## Data extract

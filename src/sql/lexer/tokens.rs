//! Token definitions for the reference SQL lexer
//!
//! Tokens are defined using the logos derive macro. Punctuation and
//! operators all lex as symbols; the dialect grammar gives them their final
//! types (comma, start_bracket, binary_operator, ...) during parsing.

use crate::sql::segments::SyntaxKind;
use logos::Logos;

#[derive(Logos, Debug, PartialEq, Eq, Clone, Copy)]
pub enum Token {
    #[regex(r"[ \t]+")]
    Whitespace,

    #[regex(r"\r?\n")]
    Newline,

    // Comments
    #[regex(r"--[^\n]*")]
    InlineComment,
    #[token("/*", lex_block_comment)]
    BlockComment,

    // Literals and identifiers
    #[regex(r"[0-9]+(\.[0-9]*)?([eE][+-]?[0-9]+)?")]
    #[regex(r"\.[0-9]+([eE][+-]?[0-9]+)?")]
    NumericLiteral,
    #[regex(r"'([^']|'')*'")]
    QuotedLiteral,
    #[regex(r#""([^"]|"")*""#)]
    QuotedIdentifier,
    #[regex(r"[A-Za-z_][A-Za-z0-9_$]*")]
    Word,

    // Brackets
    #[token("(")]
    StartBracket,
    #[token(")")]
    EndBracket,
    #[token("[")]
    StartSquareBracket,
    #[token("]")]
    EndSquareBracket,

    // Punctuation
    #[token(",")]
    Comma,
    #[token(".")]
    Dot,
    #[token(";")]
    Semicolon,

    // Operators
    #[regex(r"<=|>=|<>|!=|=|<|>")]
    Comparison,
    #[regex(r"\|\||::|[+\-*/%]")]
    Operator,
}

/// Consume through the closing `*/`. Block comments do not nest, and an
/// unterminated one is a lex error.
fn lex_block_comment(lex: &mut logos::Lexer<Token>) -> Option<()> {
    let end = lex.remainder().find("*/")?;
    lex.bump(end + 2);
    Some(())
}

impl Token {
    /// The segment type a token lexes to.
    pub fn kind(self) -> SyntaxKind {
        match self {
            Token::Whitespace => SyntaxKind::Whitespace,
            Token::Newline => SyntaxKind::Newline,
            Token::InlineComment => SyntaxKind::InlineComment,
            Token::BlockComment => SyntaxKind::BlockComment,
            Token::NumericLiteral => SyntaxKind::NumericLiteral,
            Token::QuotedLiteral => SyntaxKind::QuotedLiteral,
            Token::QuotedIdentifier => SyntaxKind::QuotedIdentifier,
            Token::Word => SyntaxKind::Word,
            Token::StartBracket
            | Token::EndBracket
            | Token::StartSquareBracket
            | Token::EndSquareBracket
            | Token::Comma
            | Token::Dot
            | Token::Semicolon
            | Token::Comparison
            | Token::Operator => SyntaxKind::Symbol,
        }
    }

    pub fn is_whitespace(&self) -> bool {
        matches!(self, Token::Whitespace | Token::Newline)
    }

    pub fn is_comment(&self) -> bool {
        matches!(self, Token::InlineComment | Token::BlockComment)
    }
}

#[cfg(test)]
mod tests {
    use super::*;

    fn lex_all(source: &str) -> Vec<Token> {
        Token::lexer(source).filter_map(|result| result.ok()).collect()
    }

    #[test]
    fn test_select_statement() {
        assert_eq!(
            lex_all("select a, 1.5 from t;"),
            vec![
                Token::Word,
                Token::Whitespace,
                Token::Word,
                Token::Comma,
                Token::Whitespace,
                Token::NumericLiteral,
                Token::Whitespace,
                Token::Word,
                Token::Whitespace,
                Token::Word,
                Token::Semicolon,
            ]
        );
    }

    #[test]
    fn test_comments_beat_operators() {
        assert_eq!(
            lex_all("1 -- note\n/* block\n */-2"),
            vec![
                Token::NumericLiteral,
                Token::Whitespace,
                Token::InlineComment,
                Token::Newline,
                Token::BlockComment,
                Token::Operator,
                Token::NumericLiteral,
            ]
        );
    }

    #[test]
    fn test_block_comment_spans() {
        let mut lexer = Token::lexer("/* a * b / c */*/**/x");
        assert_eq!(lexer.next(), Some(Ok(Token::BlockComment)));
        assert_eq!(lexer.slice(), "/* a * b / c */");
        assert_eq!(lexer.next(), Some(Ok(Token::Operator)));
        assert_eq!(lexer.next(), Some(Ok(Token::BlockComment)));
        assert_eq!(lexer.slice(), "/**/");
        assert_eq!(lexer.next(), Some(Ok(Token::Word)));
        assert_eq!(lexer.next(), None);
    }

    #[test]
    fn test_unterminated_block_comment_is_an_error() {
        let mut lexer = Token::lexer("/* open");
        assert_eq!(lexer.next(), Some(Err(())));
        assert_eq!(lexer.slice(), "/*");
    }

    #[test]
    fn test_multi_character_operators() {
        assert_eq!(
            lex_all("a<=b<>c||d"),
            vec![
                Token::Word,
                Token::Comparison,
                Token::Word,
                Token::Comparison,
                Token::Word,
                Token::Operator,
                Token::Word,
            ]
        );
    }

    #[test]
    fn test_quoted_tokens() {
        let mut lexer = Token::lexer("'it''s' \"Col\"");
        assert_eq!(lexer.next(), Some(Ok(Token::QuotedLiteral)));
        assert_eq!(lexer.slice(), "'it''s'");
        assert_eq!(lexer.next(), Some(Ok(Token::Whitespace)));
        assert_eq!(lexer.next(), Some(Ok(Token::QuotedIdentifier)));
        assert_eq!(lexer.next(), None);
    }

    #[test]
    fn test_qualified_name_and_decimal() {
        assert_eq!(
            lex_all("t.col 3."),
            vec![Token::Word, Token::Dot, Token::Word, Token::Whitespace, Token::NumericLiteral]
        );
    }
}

## Instructions to follow
Start at the first line of the material and transcribe each line exactly, stopping once the line containing "use logos::Logos;" has been written.

## Written answer
filename src/sql/lexer/tokens.rs
//! Token definitions for the reference SQL lexer
//!
//! Tokens are defined using the logos derive macro. Punctuation and
//! operators all lex as symbols; the dialect grammar gives them their final
//! types (comma, start_bracket, binary_operator, ...) during parsing.

use crate::sql::segments::SyntaxKind;
use logos::Logos;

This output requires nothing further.